> Task goal: Please repeat only the stretch of records running from the first line through the line that contains "use crate::research::events::keys;".

^^^^

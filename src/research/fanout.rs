//! Concurrent per-query research.
//!
//! Every query in a batch runs as its own task: knowledge-base search, then
//! the relevancy gate, then (only for irrelevant answers, and only when the
//! request allows it) a web fallback. Records come back in query order.
//! Nothing here fails the batch; provider errors turn into placeholder text
//! on the affected record.

use crate::research::context::{StageContext, bounded};
use crate::research::events::keys;
use crate::research::evidence::{EvidenceRecord, FallbackEvidence, Relevancy};
use crate::research::query::Query;
use crate::research::relevancy::RelevancyGate;
use crate::research::task_group::OrderedTaskGroup;
use crate::tools::knowledge_base::KnowledgeBase;
use crate::tools::web_search::{WebResult, WebSearch, domain_of};
use crate::utils::toml_config::WebSearchConfig;
use std::sync::Arc;
use tracing::{info, warn};

/// Include-domains are sent to the web provider at most this many at a time
const DOMAIN_CHUNK: usize = 5;
/// Searches per query when no include-domains are configured
const DIVERSIFY_ROUNDS: usize = 2;

#[derive(Debug, Clone)]
pub struct ResearchOptions {
    pub collection: String,
    pub search_web: bool,
}

#[derive(Debug, Clone)]
pub struct WebFallbackSettings {
    pub max_results: usize,
    pub include_domains: Vec<String>,
}

impl From<&WebSearchConfig> for WebFallbackSettings {
    fn from(config: &WebSearchConfig) -> Self {
        Self {
            max_results: config.max_results,
            include_domains: config.include_domains.clone(),
        }
    }
}

impl Default for WebFallbackSettings {
    fn default() -> Self {
        Self::from(&WebSearchConfig::default())
    }
}

#[derive(Clone)]
pub struct ResearchFanOut {
    knowledge_base: Arc<dyn KnowledgeBase>,
    web: Arc<dyn WebSearch>,
    gate: RelevancyGate,
    web_settings: Arc<WebFallbackSettings>,
}

impl ResearchFanOut {
    pub fn new(
        knowledge_base: Arc<dyn KnowledgeBase>,
        web: Arc<dyn WebSearch>,
        gate: RelevancyGate,
        web_settings: WebFallbackSettings,
    ) -> Self {
        Self {
            knowledge_base,
            web,
            gate,
            web_settings: Arc::new(web_settings),
        }
    }

    /// Research every query concurrently; `result[i]` answers `queries[i]`
    pub async fn research(
        &self,
        ctx: &StageContext,
        queries: &[Query],
        options: &ResearchOptions,
    ) -> Vec<EvidenceRecord> {
        info!(queries = queries.len(), search_web = options.search_web, "Researching batch");

        let mut group = OrderedTaskGroup::new();
        for query in queries {
            let this = self.clone();
            let ctx = ctx.clone();
            let query = query.clone();
            let options = options.clone();
            group.spawn(async move { this.resolve(&ctx, query, &options).await });
        }

        group
            .join_or_else(|i, e| {
                warn!(query = %queries[i].text, error = %e, "Research task aborted");
                EvidenceRecord::placeholder(queries[i].clone(), &format!("task aborted: {}", e))
            })
            .await
    }

    async fn resolve(&self, ctx: &StageContext, query: Query, options: &ResearchOptions) -> EvidenceRecord {
        let primary = ctx.track_search(
            bounded(
                ctx.timeout,
                "knowledge base search",
                self.knowledge_base.search(&query.text, &options.collection),
            )
            .await,
        );

        let (primary_answer, primary_citation) = match primary {
            Ok(found) => (found.answer, found.citation),
            Err(e) => {
                warn!(query = %query.text, error = %e, "Knowledge base search failed");
                (format!("Knowledge base search failed: {}", e), String::new())
            }
        };
        ctx.events.emit(
            keys::RAG_ANSWER,
            format!("QUERY: {}\nANSWER: {}", query.text, primary_answer),
        );

        let relevancy = self.gate.check(ctx, &query.text, &primary_answer).await;

        let fallback = if relevancy == Relevancy::No && options.search_web {
            Some(self.fallback_search(ctx, &query.text).await)
        } else {
            None
        };

        EvidenceRecord {
            query,
            primary_answer,
            primary_citation,
            relevancy,
            fallback,
        }
    }

    /// Web fallback, spread across domains so results are not all from one site
    async fn fallback_search(&self, ctx: &StageContext, query: &str) -> FallbackEvidence {
        let mut results = Vec::new();

        if self.web_settings.include_domains.is_empty() {
            let mut seen: Vec<String> = Vec::new();
            for _ in 0..DIVERSIFY_ROUNDS {
                if let Some(found) = self.web_call(ctx, query, &[], &seen).await {
                    for domain in found.iter().filter_map(|r| domain_of(&r.url)) {
                        if !seen.contains(&domain) {
                            seen.push(domain);
                        }
                    }
                    results.extend(found);
                }
            }
        } else {
            for chunk in self.web_settings.include_domains.chunks(DOMAIN_CHUNK) {
                if let Some(found) = self.web_call(ctx, query, chunk, &[]).await {
                    results.extend(found);
                }
            }
        }

        let fallback = FallbackEvidence::from_web_results(&results);
        ctx.events.emit(
            keys::WEB_ANSWER,
            fallback
                .citation
                .clone()
                .unwrap_or_else(|| fallback.answer.clone()),
        );
        fallback
    }

    async fn web_call(
        &self,
        ctx: &StageContext,
        query: &str,
        include: &[String],
        exclude: &[String],
    ) -> Option<Vec<WebResult>> {
        let result = ctx.track_search(
            bounded(
                ctx.timeout,
                "web search",
                self.web
                    .search(query, self.web_settings.max_results, include, exclude),
            )
            .await,
        );

        match result {
            Ok(found) => Some(found),
            Err(e) => {
                warn!(query, error = %e, "Web search call failed");
                ctx.events
                    .emit(keys::WEB_ANSWER, format!("Web search for '{}' failed: {}", query, e));
                None
            }
        }
    }
}
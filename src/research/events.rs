//! Advisory progress events streamed to clients while a report runs.

use serde::{Deserialize, Serialize};
use tokio::sync::mpsc;

/// Event keys, one per stage that reports progress
pub mod keys {
    pub const GENERATE_QUERIES: &str = "generating_questions";
    pub const RAG_ANSWER: &str = "rag_answer";
    pub const RELEVANCY: &str = "relevancy_checker";
    pub const WEB_ANSWER: &str = "web_answer";
    pub const WRITE: &str = "section_writer";
    pub const REFLECT: &str = "reflect_on_summary";
    pub const FINALIZE: &str = "final_report";
}

#[derive(Debug, Clone, PartialEq, Eq, Serialize, Deserialize)]
pub struct ProgressEvent {
    pub stage: String,
    pub text: String,
}

/// Optional sender half; emitting never blocks and never fails the run
#[derive(Debug, Clone, Default)]
pub struct ProgressSink {
    tx: Option<mpsc::UnboundedSender<ProgressEvent>>,
}

impl ProgressSink {
    pub fn new(tx: mpsc::UnboundedSender<ProgressEvent>) -> Self {
        Self { tx: Some(tx) }
    }

    pub fn disabled() -> Self {
        Self::default()
    }

    pub fn channel() -> (Self, mpsc::UnboundedReceiver<ProgressEvent>) {
        let (tx, rx) = mpsc::unbounded_channel();
        (Self::new(tx), rx)
    }

    pub fn emit(&self, stage: &str, text: impl Into<String>) {
        if let Some(tx) = &self.tx {
            // A dropped receiver only means nobody is listening anymore
            let _ = tx.send(ProgressEvent {
                stage: stage.to_string(),
                text: text.into(),
            });
        }
    }
}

^^^^

> Your response:
filename src/research/fanout.rs
//! Concurrent per-query research.
//!
//! Every query in a batch runs as its own task: knowledge-base search, then
//! the relevancy gate, then (only for irrelevant answers, and only when the
//! request allows it) a web fallback. Records come back in query order.
//! Nothing here fails the batch; provider errors turn into placeholder text
//! on the affected record.

use crate::research::context::{StageContext, bounded};
use crate::research::events::keys;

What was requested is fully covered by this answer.